### EXERCISE PROMPT
Only the lines with "both" in the entries below belong in the answer; please copy them.

------ RECORDS FOR THE TASK ------

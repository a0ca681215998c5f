use crate::config::{Config, LiveMode};
use crate::get_info::cpu::{live_cpu_count, snapshot_cpu_count};
use log::{debug, warn};

#[derive(Debug, Clone, Copy, PartialEq, Eq)]
pub enum Status {
    Okay,
    Skipped,
    Info,
    Failed,
}

/// Outcome of one invocation: the status and the single line for stderr.
#[derive(Debug, Clone, PartialEq, Eq)]
pub struct Report {
    pub status: Status,
    pub message: String,
}

impl Report {
    fn new(status: Status, message: impl Into<String>) -> Self {
        Self {
            status,
            message: message.into(),
        }
    }

    pub fn exit_code(&self, config: &Config) -> i32 {
        match self.status {
            Status::Okay => config.rc_okay,
            Status::Skipped => config.rc_skipped,
            Status::Info => config.rc_info,
            Status::Failed => config.rc_failed,
        }
    }
}

pub fn run(config: &Config) -> Report {
    match config.live {
        LiveMode::Live => Report::new(Status::Info, live_cpu_count().to_string()),
        LiveMode::Offline => {
            let path = config.cpuinfo_path();
            match snapshot_cpu_count(&path) {
                Ok(count) => Report::new(Status::Info, count.to_string()),
                Err(e) => {
                    debug!("Snapshot unavailable: {e}");
                    Report::new(
                        Status::Skipped,
                        format!("Failure to open required file {}", e.path().display()),
                    )
                }
            }
        }
        LiveMode::Undefined => {
            warn!("CITELLUS_LIVE is neither 0 nor 1");
            Report::new(Status::Failed, "Undefined CITELLUS_LIVE status")
        }
    }
}
use std::fs;
use std::path::Path;
use std::process::{Command, Output};

const CODES: [(&str, &str); 4] = [
    ("RC_OKAY", "10"),
    ("RC_SKIPPED", "11"),
    ("RC_INFO", "12"),
    ("RC_FAILED", "13"),
];

fn plugin(vars: &[(&str, &str)]) -> Output {
    Command::new(env!("CARGO_BIN_EXE_citellus-cpu-count"))
        .env_clear()
        .envs(CODES)
        .envs(vars.iter().copied())
        .output()
        .unwrap()
}

fn stderr(output: &Output) -> String {
    String::from_utf8(output.stderr.clone()).unwrap()
}

fn write_cpuinfo(root: &Path, content: &str) {
    fs::create_dir_all(root.join("proc")).unwrap();
    fs::write(root.join("proc/cpuinfo"), content).unwrap();
}

#[test]
fn live_mode_reports_cpu_count() {
    let output = plugin(&[("CITELLUS_LIVE", "1")]);

    let count: usize = stderr(&output).parse().unwrap();
    assert_eq!(output.status.code(), Some(12));
    assert!(count >= std::thread::available_parallelism().unwrap().get());
    assert!(output.stdout.is_empty());
}

#[test]
fn missing_snapshot_is_skipped() {
    let dir = tempfile::tempdir().unwrap();
    let root = dir.path().to_str().unwrap();
    let output = plugin(&[("CITELLUS_LIVE", "0"), ("CITELLUS_ROOT", root)]);

    assert_eq!(output.status.code(), Some(11));
    assert_eq!(
        stderr(&output),
        format!("Failure to open required file {root}/proc/cpuinfo")
    );
    assert!(output.stdout.is_empty());
}

#[cfg(unix)]
#[test]
fn non_utf8_root_is_not_dropped() {
    use std::ffi::OsStr;
    use std::os::unix::ffi::OsStrExt;

    let dir = tempfile::tempdir().unwrap();
    let mut root = dir.path().as_os_str().as_bytes().to_vec();
    root.extend_from_slice(b"/snap\xff");
    let root = OsStr::from_bytes(&root);

    let output = Command::new(env!("CARGO_BIN_EXE_citellus-cpu-count"))
        .env_clear()
        .envs(CODES)
        .env("CITELLUS_LIVE", "0")
        .env("CITELLUS_ROOT", root)
        .output()
        .unwrap();

    assert_eq!(output.status.code(), Some(11));
    assert_eq!(
        String::from_utf8_lossy(&output.stderr),
        format!(
            "Failure to open required file {}/snap\u{FFFD}/proc/cpuinfo",
            dir.path().display()
        )
    );
    assert!(output.stdout.is_empty());
}

#[test]
fn snapshot_reports_processor_count() {
    let dir = tempfile::tempdir().unwrap();
    write_cpuinfo(
        dir.path(),
        "processor : 0\nflags : fpu vme\n\nprocessor : 1\nflags : fpu vme\n\n\
         processor : 2\nflags : fpu vme\n\nprocessor : 3\nflags : fpu vme\n",
    );
    let root = dir.path().to_str().unwrap();
    let output = plugin(&[("CITELLUS_LIVE", "0"), ("CITELLUS_ROOT", root)]);

    assert_eq!(output.status.code(), Some(12));
    assert_eq!(stderr(&output), "4");
    assert!(output.stdout.is_empty());
}

#[test]
fn snapshot_is_case_insensitive() {
    let dir = tempfile::tempdir().unwrap();
    write_cpuinfo(dir.path(), "Processor : 0\nPROCESSOR : 1\nprocessor : 2\n");
    let root = dir.path().to_str().unwrap();
    let output = plugin(&[("CITELLUS_LIVE", "0"), ("CITELLUS_ROOT", root)]);

    assert_eq!(stderr(&output), "3");
}

#[test]
fn undefined_mode_fails() {
    for vars in [&[("CITELLUS_LIVE", "5")][..], &[][..]] {
        let output = plugin(vars);

        assert_eq!(output.status.code(), Some(13));
        assert_eq!(stderr(&output), "Undefined CITELLUS_LIVE status");
        assert!(output.stdout.is_empty());
    }
}

#[test]
fn padded_live_flag_is_undefined() {
    let output = plugin(&[("CITELLUS_LIVE", " 1 ")]);

    assert_eq!(output.status.code(), Some(13));
    assert_eq!(stderr(&output), "Undefined CITELLUS_LIVE status");
}

#[test]
fn missing_codes_exit_zero() {
    let output = Command::new(env!("CARGO_BIN_EXE_citellus-cpu-count"))
        .env_clear()
        .env("RC_FAILED", "not-a-number")
        .output()
        .unwrap();

    assert_eq!(output.status.code(), Some(0));
    assert_eq!(stderr(&output), "Undefined CITELLUS_LIVE status");
}

#[test]
fn repeated_invocations_match() {
    let dir = tempfile::tempdir().unwrap();
    write_cpuinfo(dir.path(), "processor : 0\nprocessor : 1\n");
    let root = dir.path().to_str().unwrap();
    let vars = [("CITELLUS_LIVE", "0"), ("CITELLUS_ROOT", root)];

    let first = plugin(&vars);
    let second = plugin(&vars);
    assert_eq!(first.status.code(), second.status.code());
    assert_eq!(first.stderr, second.stderr);
}

#[test]
fn dry_run_exits_okay() {
    let output = Command::new(env!("CARGO_BIN_EXE_citellus-cpu-count"))
        .arg("--dry-run")
        .env_clear()
        .envs(CODES)
        .output()
        .unwrap();

    assert_eq!(output.status.code(), Some(10));
    assert!(output.stderr.is_empty());
    assert!(output.stdout.is_empty());
}
use crate::config::Config;
use crate::get_info::cpu::{live_cpu_count, snapshot_cpu_count};
use crate::runner::{Report, Status};
use log::{info, warn};

/// Logs what both data sources report, without choosing one.
pub fn dry_run(config: &Config) -> Report {
    info!("The following configuration was read from the environment:");
    info!(
        "Exit codes: OKAY {} | SKIPPED {} | INFO {} | FAILED {}",
        config.rc_okay, config.rc_skipped, config.rc_info, config.rc_failed
    );
    info!("Mode: {:?} | Root: {:?}", config.live, config.root);

    info!("");

    info!("Live CPUs: {}", live_cpu_count());

    let path = config.cpuinfo_path();
    match snapshot_cpu_count(&path) {
        Ok(count) => info!("Snapshot CPUs: {count} ({})", path.display()),
        Err(e) => warn!("Snapshot unavailable: {e}"),
    }

    Report {
        status: Status::Okay,
        message: String::new(),
    }
}
use palc::{Parser, ValueEnum};

#[derive(Parser, Debug, Clone)]
#[command(
    version,
    long_about = "citellus-cpu-count reports the number of CPUs of a system, either live or from a captured /proc/cpuinfo snapshot.",
    after_long_help = "Configuration is read from the environment:\nRC_OKAY / RC_SKIPPED / RC_INFO / RC_FAILED  exit codes (default 0)\nCITELLUS_ROOT  snapshot root prefix\nCITELLUS_LIVE  1 = live, 0 = snapshot\n\n--log-level accepts off, error, warn, info, debug, trace"
)]
pub struct Args {
    /// Log level for diagnostics on stderr (off keeps stderr to the report line)
    #[arg(long, default_value_t = log_level())]
    pub log_level: LogLevel,

    /// Log both data sources and exit with RC_OKAY instead of reporting
    #[arg(long, default_value_t = false)]
    pub dry_run: bool,
}

impl Args {
    pub fn par() -> Self {
        Self::parse()
    }
}

#[derive(Debug, Clone, Copy, PartialEq, Eq, ValueEnum)]
pub enum LogLevel {
    Off,
    Error,
    Warn,
    Info,
    Debug,
    Trace,
}

fn log_level() -> LogLevel {
    LogLevel::Off
}
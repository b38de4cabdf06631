//! Whole-collection blob codec over a `KeyValueStore`.
//!
//! # Responsibility
//! - Read the note collection stored under `NOTES_STORAGE_KEY`.
//! - Write the full collection back as one JSON object.
//!
//! # Invariants
//! - A missing blob decodes to an empty collection.
//! - Writes are last-writer-wins; no version or merge check happens.

use crate::model::note::NoteCollection;
use crate::repo::kv_repo::{KeyValueStore, StorageError};
use std::error::Error;
use std::fmt::{Display, Formatter};

/// Fixed key the note collection lives under.
pub const NOTES_STORAGE_KEY: &str = "@my_notes";

/// Failure to read or decode the persisted collection.
#[derive(Debug)]
pub enum LoadError {
    Storage(StorageError),
    Malformed(serde_json::Error),
}

impl Display for LoadError {
    fn fmt(&self, f: &mut Formatter<'_>) -> std::fmt::Result {
        match self {
            Self::Storage(err) => write!(f, "failed to read notes: {err}"),
            Self::Malformed(err) => write!(f, "stored notes blob is malformed: {err}"),
        }
    }
}

impl Error for LoadError {
    fn source(&self) -> Option<&(dyn Error + 'static)> {
        match self {
            Self::Storage(err) => Some(err),
            Self::Malformed(err) => Some(err),
        }
    }
}

impl From<StorageError> for LoadError {
    fn from(value: StorageError) -> Self {
        Self::Storage(value)
    }
}

/// Failure to encode or write the collection.
#[derive(Debug)]
pub enum PersistError {
    Encode(serde_json::Error),
    Storage(StorageError),
}

impl Display for PersistError {
    fn fmt(&self, f: &mut Formatter<'_>) -> std::fmt::Result {
        match self {
            Self::Encode(err) => write!(f, "failed to encode notes: {err}"),
            Self::Storage(err) => write!(f, "failed to write notes: {err}"),
        }
    }
}

impl Error for PersistError {
    fn source(&self) -> Option<&(dyn Error + 'static)> {
        match self {
            Self::Encode(err) => Some(err),
            Self::Storage(err) => Some(err),
        }
    }
}

impl From<StorageError> for PersistError {
    fn from(value: StorageError) -> Self {
        Self::Storage(value)
    }
}

/// Reads and decodes the stored collection.
pub fn load_collection(store: &impl KeyValueStore) -> Result<NoteCollection, LoadError> {
    match store.get(NOTES_STORAGE_KEY)? {
        Some(blob) => serde_json::from_str(&blob).map_err(LoadError::Malformed),
        None => Ok(NoteCollection::new()),
    }
}

/// Encodes `notes` and overwrites the stored blob with it.
///
/// Returns the number of bytes written.
pub fn persist_collection(
    store: &impl KeyValueStore,
    notes: &NoteCollection,
) -> Result<usize, PersistError> {
    let blob = serde_json::to_string(notes).map_err(PersistError::Encode)?;
    store.set(NOTES_STORAGE_KEY, &blob)?;
    Ok(blob.len())
}
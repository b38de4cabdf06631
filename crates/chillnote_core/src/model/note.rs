//! Note and note collection model.
//!
//! # Responsibility
//! - Keep the `title -> content` mapping with stable insertion order.
//! - Serialize the whole collection as a flat JSON object.
//!
//! # Invariants
//! - Titles are non-empty after trimming and unique inside one collection.
//! - Titles are stored exactly as typed; only the emptiness check trims.
//! - Decoding a blob drops blank-titled entries and keeps every other note.

use log::warn;
use serde::de::{MapAccess, Visitor};
use serde::ser::SerializeMap;
use serde::{Deserialize, Deserializer, Serialize, Serializer};
use std::error::Error;
use std::fmt::{Display, Formatter};

/// One note: a unique title and its plain-text body.
#[derive(Debug, Clone, PartialEq, Eq)]
pub struct Note {
    pub title: String,
    pub content: String,
}

impl Note {
    pub fn new(title: impl Into<String>, content: impl Into<String>) -> Self {
        Self {
            title: title.into(),
            content: content.into(),
        }
    }
}

/// Title rule violations surfaced to the user as a blocking notice.
#[derive(Debug, Clone, PartialEq, Eq)]
pub enum NoteValidationError {
    EmptyTitle,
    DuplicateTitle(String),
}

impl NoteValidationError {
    /// Heading of the blocking notice shown for every validation failure.
    pub const NOTICE_TITLE: &'static str = "Error";

    /// User-facing notice body.
    pub fn notice_message(&self) -> &'static str {
        match self {
            Self::EmptyTitle => "Please enter a note title",
            Self::DuplicateTitle(_) => "Note with this title already exists",
        }
    }
}

impl Display for NoteValidationError {
    fn fmt(&self, f: &mut Formatter<'_>) -> std::fmt::Result {
        match self {
            Self::EmptyTitle => write!(f, "empty title"),
            Self::DuplicateTitle(_) => write!(f, "duplicate title"),
        }
    }
}

impl Error for NoteValidationError {}

/// Rejects titles that are empty or whitespace-only.
pub fn validate_title(title: &str) -> Result<(), NoteValidationError> {
    if title.trim().is_empty() {
        return Err(NoteValidationError::EmptyTitle);
    }
    Ok(())
}

/// Full note set, keyed by title.
///
/// Backed by a vector so list order follows insertion order; lookups are
/// linear, which is fine for a hand-edited note list.
#[derive(Debug, Clone, Default)]
pub struct NoteCollection {
    notes: Vec<Note>,
}

impl NoteCollection {
    pub fn new() -> Self {
        Self::default()
    }

    pub fn len(&self) -> usize {
        self.notes.len()
    }

    pub fn is_empty(&self) -> bool {
        self.notes.is_empty()
    }

    pub fn contains(&self, title: &str) -> bool {
        self.position(title).is_some()
    }

    /// Returns the content stored under `title`.
    pub fn get(&self, title: &str) -> Option<&str> {
        self.position(title)
            .map(|index| self.notes[index].content.as_str())
    }

    /// Titles in display order.
    pub fn titles(&self) -> impl Iterator<Item = &str> {
        self.notes.iter().map(|note| note.title.as_str())
    }

    pub fn iter(&self) -> std::slice::Iter<'_, Note> {
        self.notes.iter()
    }

    /// Appends a new note after validating its title.
    ///
    /// # Errors
    /// - `EmptyTitle` when `title` is blank.
    /// - `DuplicateTitle` when `title` already exists (content is not
    ///   consulted, so an existing note with empty content still counts).
    pub fn insert_new(
        &mut self,
        title: impl Into<String>,
        content: impl Into<String>,
    ) -> Result<(), NoteValidationError> {
        let title = title.into();
        validate_title(&title)?;
        if self.contains(&title) {
            return Err(NoteValidationError::DuplicateTitle(title));
        }
        self.notes.push(Note::new(title, content));
        Ok(())
    }

    /// Replaces the content of an existing note, returning the previous body.
    ///
    /// Returns `None` and leaves the collection untouched when `title` is absent.
    pub fn replace_content(&mut self, title: &str, content: impl Into<String>) -> Option<String> {
        let index = self.position(title)?;
        Some(std::mem::replace(
            &mut self.notes[index].content,
            content.into(),
        ))
    }

    /// Removes one note, keeping the relative order of the rest.
    pub fn remove(&mut self, title: &str) -> Option<Note> {
        let index = self.position(title)?;
        Some(self.notes.remove(index))
    }

    fn position(&self, title: &str) -> Option<usize> {
        self.notes.iter().position(|note| note.title == title)
    }

    // Map semantics for decoding: a repeated key keeps its first position and
    // takes the last value.
    fn upsert(&mut self, title: String, content: String) {
        match self.position(&title) {
            Some(index) => self.notes[index].content = content,
            None => self.notes.push(Note { title, content }),
        }
    }
}

/// Equality is key-for-key and value-for-value; order does not matter.
impl PartialEq for NoteCollection {
    fn eq(&self, other: &Self) -> bool {
        self.len() == other.len()
            && self
                .notes
                .iter()
                .all(|note| other.get(&note.title) == Some(note.content.as_str()))
    }
}

impl Eq for NoteCollection {}

impl<'a> IntoIterator for &'a NoteCollection {
    type Item = &'a Note;
    type IntoIter = std::slice::Iter<'a, Note>;

    fn into_iter(self) -> Self::IntoIter {
        self.iter()
    }
}

impl Serialize for NoteCollection {
    fn serialize<S: Serializer>(&self, serializer: S) -> Result<S::Ok, S::Error> {
        let mut map = serializer.serialize_map(Some(self.notes.len()))?;
        for note in &self.notes {
            map.serialize_entry(&note.title, &note.content)?;
        }
        map.end()
    }
}

impl<'de> Deserialize<'de> for NoteCollection {
    fn deserialize<D: Deserializer<'de>>(deserializer: D) -> Result<Self, D::Error> {
        deserializer.deserialize_map(NoteCollectionVisitor)
    }
}

struct NoteCollectionVisitor;

impl<'de> Visitor<'de> for NoteCollectionVisitor {
    type Value = NoteCollection;

    fn expecting(&self, formatter: &mut Formatter<'_>) -> std::fmt::Result {
        formatter.write_str("a map of note titles to note contents")
    }

    fn visit_map<A: MapAccess<'de>>(self, mut access: A) -> Result<Self::Value, A::Error> {
        let mut collection = NoteCollection {
            notes: Vec::with_capacity(access.size_hint().unwrap_or(0)),
        };
        let mut skipped = 0usize;
        while let Some((title, content)) = access.next_entry::<String, String>()? {
            if validate_title(&title).is_err() {
                skipped += 1;
                continue;
            }
            collection.upsert(title, content);
        }
        if skipped > 0 {
            warn!("event=notes_decode module=model status=partial skipped_blank_titles={skipped}");
        }
        Ok(collection)
    }
}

------

### SOLUTION BELOW
/// Logs what both data sources report, without choosing one.
    /// Log both data sources and exit with RC_OKAY instead of reporting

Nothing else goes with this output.